_Goal of the exercise_
From the records below, copy each line that has the word "main" in it.

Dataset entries
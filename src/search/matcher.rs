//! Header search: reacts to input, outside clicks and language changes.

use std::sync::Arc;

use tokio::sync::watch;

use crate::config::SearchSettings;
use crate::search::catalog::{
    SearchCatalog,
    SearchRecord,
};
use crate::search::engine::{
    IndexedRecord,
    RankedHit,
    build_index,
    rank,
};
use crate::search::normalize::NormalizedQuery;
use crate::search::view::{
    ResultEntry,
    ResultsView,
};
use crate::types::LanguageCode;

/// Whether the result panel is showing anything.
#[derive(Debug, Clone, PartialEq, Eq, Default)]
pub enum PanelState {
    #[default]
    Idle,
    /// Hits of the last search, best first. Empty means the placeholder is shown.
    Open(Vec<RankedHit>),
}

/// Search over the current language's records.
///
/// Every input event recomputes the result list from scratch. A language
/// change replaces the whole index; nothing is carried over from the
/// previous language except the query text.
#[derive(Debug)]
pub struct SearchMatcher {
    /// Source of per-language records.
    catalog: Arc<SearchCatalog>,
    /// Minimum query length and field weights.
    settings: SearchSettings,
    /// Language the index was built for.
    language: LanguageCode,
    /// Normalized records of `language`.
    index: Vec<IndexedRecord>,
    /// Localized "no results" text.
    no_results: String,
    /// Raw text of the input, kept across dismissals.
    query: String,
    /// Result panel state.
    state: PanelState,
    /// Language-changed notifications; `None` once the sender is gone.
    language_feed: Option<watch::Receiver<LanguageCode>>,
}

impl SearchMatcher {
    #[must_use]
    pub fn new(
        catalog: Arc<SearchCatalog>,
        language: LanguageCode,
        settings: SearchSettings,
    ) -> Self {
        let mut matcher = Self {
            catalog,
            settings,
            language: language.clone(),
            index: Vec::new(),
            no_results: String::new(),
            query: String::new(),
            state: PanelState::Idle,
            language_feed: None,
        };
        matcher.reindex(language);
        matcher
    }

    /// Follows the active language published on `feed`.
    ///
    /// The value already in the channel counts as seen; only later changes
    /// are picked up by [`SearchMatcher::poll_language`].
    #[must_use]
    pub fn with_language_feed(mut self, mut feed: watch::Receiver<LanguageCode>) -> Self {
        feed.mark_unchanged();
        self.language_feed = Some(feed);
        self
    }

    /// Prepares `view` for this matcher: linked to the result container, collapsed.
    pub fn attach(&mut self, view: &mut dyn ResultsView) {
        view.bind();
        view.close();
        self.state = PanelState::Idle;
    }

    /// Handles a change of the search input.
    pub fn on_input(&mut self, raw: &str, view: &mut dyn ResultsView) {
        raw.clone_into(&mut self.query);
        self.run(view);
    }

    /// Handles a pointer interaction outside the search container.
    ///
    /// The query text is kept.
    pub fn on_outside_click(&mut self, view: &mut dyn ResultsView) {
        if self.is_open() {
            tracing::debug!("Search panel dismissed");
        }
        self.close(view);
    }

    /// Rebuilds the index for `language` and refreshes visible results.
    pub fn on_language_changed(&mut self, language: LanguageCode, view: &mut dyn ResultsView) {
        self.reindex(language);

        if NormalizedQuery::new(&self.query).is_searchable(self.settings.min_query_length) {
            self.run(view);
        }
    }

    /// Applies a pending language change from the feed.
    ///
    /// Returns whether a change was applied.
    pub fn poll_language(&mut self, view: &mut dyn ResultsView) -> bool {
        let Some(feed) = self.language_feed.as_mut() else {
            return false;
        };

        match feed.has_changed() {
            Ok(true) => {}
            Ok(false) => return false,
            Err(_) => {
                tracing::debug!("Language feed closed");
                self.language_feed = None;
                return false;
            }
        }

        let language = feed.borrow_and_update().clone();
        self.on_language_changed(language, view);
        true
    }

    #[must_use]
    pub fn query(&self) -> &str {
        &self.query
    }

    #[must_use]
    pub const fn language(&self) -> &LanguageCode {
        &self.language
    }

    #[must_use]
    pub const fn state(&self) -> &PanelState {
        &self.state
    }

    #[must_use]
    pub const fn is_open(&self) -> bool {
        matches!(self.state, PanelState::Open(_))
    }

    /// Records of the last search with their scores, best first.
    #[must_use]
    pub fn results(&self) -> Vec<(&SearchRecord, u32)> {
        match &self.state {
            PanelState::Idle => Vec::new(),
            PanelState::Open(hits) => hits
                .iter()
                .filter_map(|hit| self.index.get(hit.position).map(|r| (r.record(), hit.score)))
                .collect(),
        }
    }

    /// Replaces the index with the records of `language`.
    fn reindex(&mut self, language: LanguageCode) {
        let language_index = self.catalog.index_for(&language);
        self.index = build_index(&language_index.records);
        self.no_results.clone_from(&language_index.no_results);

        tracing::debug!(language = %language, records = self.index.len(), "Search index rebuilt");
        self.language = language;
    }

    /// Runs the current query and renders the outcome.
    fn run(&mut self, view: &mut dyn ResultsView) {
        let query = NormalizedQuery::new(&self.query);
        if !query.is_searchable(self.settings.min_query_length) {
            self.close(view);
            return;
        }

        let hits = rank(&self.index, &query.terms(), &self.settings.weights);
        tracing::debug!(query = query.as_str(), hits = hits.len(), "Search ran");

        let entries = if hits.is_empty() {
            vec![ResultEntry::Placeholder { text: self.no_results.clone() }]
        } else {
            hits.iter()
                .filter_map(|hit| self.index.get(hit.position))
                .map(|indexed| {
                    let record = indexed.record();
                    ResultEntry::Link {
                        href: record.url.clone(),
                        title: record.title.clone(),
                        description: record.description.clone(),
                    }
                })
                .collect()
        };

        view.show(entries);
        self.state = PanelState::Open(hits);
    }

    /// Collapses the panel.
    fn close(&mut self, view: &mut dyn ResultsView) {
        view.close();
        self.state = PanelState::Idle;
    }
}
--
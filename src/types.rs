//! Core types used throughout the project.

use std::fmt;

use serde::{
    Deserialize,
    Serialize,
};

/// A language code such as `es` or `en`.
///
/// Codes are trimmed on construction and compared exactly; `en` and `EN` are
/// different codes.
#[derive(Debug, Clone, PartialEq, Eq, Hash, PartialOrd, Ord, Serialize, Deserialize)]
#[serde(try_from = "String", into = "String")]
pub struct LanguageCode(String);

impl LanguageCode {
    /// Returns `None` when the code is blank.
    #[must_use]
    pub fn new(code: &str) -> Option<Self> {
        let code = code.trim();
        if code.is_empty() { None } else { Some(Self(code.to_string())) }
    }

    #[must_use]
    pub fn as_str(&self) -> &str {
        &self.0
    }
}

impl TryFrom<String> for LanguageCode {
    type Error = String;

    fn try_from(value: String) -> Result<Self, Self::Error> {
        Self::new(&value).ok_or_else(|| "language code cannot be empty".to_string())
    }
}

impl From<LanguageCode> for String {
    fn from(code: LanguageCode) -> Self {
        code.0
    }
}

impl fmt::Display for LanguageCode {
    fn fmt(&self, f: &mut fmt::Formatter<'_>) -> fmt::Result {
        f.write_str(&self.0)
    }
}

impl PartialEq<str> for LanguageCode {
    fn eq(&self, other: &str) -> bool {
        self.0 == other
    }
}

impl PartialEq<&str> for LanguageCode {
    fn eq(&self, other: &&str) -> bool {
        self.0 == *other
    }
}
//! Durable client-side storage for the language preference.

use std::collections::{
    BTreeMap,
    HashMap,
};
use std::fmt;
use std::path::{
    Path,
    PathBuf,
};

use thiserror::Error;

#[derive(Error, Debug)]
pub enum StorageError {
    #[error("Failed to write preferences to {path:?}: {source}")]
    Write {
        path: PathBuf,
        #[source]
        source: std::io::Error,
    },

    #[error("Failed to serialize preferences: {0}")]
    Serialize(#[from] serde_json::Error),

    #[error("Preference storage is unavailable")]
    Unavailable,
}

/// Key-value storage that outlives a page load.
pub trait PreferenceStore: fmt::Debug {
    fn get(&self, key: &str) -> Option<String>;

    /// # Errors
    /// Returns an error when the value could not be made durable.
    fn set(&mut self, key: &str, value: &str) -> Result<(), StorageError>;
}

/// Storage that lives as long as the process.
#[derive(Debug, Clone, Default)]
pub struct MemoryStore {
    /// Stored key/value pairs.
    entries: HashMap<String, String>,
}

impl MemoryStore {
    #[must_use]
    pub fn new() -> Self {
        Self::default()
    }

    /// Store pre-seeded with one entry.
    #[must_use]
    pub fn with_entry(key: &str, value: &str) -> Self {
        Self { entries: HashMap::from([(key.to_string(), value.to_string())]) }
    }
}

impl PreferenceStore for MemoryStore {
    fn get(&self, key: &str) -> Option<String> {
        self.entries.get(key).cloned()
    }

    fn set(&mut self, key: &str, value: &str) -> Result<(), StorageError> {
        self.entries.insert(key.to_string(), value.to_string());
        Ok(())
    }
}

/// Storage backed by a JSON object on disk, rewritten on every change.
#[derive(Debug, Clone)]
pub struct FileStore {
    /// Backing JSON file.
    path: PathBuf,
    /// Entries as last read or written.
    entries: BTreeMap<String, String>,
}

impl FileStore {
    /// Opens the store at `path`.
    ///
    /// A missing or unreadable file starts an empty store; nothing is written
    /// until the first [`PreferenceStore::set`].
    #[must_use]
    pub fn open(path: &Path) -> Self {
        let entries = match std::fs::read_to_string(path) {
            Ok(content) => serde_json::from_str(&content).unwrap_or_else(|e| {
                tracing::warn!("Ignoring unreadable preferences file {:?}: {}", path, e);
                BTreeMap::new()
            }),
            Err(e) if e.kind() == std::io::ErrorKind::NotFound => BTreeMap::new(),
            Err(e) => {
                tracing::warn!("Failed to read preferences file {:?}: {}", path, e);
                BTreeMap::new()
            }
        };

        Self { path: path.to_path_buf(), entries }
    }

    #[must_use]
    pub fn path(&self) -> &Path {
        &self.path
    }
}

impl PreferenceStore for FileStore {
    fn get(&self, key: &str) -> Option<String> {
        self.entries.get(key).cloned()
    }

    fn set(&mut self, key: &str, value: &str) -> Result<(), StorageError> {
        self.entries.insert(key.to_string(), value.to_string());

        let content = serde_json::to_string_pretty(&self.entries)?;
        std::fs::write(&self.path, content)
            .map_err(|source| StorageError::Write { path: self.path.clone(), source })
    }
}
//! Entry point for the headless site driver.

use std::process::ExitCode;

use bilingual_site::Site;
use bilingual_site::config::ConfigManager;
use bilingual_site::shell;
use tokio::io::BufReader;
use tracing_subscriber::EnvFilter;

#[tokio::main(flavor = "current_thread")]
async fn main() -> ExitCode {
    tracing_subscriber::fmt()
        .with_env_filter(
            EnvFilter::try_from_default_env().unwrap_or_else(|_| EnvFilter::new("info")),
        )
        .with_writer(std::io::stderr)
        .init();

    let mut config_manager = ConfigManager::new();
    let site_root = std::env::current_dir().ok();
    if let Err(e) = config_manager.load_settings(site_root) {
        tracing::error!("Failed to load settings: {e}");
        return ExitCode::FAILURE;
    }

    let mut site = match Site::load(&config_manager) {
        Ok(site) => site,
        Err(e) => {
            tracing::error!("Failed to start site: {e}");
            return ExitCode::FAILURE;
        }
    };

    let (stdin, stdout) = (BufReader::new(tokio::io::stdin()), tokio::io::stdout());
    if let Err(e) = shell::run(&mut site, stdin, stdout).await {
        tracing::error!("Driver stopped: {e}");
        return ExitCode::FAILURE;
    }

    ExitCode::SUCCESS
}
...
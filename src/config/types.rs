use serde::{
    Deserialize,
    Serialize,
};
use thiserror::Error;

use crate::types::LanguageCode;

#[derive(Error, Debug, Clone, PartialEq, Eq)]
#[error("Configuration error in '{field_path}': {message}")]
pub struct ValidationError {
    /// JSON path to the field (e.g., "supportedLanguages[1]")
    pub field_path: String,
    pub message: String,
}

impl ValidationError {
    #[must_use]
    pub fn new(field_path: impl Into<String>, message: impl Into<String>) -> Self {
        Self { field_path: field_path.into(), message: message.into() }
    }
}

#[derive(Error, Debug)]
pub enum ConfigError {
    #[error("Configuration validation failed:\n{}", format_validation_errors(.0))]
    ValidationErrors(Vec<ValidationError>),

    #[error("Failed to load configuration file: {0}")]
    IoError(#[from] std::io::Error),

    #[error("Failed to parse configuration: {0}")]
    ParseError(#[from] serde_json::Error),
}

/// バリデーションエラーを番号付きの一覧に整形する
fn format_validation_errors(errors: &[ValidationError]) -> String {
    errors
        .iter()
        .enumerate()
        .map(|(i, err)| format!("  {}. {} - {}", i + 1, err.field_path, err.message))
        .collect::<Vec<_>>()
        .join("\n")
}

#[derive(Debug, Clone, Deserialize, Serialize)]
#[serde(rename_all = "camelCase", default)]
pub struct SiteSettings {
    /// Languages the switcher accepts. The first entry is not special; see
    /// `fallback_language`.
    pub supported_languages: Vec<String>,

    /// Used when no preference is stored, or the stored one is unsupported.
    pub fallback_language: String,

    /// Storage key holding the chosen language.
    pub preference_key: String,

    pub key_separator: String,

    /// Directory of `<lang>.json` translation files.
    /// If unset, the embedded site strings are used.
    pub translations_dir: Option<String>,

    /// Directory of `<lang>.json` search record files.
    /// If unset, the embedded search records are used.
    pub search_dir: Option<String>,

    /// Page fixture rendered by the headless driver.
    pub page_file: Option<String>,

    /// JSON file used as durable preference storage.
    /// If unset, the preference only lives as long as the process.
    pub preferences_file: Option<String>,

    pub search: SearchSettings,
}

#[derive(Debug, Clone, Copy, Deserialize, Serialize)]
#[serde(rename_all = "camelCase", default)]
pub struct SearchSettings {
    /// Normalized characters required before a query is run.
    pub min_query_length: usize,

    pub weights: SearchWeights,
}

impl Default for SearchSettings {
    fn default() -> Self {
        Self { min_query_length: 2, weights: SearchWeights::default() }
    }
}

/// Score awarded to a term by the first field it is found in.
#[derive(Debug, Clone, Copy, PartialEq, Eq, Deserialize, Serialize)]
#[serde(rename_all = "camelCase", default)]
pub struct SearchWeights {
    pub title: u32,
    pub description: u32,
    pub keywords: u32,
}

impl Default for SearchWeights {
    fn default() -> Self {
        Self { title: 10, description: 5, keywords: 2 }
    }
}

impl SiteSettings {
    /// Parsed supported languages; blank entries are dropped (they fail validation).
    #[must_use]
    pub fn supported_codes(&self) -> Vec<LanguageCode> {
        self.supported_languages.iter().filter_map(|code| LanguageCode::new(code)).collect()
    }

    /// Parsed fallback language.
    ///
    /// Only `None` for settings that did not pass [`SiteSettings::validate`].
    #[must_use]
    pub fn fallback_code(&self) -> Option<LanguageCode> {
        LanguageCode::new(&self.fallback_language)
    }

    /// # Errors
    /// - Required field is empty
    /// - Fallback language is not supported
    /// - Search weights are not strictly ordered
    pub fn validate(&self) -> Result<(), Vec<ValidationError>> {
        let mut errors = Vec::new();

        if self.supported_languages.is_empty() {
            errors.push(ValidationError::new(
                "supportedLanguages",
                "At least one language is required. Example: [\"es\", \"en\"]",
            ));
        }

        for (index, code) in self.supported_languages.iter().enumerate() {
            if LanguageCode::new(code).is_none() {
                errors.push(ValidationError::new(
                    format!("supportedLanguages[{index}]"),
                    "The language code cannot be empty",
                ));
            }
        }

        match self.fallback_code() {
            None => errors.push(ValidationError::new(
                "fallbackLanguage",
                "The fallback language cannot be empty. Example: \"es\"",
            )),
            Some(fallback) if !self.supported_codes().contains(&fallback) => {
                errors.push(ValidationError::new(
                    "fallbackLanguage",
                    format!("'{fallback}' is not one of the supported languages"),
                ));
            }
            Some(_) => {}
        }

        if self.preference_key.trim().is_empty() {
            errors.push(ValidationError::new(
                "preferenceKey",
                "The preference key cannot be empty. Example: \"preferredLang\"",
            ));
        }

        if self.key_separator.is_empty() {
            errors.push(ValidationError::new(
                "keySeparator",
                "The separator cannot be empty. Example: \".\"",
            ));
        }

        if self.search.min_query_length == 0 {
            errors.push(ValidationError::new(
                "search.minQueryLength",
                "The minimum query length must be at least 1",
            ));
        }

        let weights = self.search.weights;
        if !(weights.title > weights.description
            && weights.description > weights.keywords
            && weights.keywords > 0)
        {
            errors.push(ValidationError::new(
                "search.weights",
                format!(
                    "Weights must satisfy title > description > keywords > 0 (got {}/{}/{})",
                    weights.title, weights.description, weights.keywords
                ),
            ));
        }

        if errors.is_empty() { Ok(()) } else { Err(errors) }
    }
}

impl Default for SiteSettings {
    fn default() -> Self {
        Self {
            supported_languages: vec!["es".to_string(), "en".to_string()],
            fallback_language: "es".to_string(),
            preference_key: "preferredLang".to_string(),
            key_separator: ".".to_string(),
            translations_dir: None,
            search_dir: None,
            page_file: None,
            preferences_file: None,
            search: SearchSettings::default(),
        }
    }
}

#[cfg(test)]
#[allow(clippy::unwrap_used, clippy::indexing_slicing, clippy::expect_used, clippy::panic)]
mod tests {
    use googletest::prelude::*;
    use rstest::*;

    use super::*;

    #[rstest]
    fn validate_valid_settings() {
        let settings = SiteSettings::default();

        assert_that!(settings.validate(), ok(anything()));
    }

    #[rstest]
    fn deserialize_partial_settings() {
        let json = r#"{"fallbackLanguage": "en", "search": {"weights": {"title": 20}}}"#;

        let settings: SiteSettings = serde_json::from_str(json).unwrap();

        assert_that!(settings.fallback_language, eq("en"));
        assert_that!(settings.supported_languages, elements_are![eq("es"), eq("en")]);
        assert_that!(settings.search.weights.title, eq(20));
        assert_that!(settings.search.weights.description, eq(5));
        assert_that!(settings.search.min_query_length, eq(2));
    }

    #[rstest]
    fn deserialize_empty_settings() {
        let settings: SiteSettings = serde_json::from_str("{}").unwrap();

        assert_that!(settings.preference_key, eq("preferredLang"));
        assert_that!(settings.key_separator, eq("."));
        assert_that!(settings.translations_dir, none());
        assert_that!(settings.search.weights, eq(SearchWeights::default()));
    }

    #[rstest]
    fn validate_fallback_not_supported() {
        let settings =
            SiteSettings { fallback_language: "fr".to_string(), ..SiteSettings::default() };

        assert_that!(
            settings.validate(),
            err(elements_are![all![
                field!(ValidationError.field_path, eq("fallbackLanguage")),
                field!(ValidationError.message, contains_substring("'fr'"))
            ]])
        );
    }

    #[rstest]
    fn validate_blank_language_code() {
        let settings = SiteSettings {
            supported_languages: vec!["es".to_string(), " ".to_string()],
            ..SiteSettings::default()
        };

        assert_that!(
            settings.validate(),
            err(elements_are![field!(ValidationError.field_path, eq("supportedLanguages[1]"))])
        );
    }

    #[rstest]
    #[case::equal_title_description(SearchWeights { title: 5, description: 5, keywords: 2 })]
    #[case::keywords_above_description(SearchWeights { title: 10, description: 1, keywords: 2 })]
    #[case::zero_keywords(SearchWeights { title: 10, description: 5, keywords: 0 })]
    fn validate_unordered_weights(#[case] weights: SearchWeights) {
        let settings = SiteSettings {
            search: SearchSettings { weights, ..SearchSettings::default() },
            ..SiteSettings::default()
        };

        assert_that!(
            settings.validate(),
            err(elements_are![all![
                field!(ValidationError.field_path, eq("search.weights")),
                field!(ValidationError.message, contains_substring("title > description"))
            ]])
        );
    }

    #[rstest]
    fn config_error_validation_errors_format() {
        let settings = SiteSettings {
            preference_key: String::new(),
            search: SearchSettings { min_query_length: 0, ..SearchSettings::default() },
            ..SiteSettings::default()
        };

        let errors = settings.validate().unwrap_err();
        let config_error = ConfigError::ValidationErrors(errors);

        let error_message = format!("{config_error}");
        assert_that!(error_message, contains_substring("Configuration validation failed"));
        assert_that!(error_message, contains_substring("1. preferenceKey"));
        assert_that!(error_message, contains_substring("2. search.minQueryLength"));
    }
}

_Task output_
#[tokio::main(flavor = "current_thread")]
async fn main() -> ExitCode {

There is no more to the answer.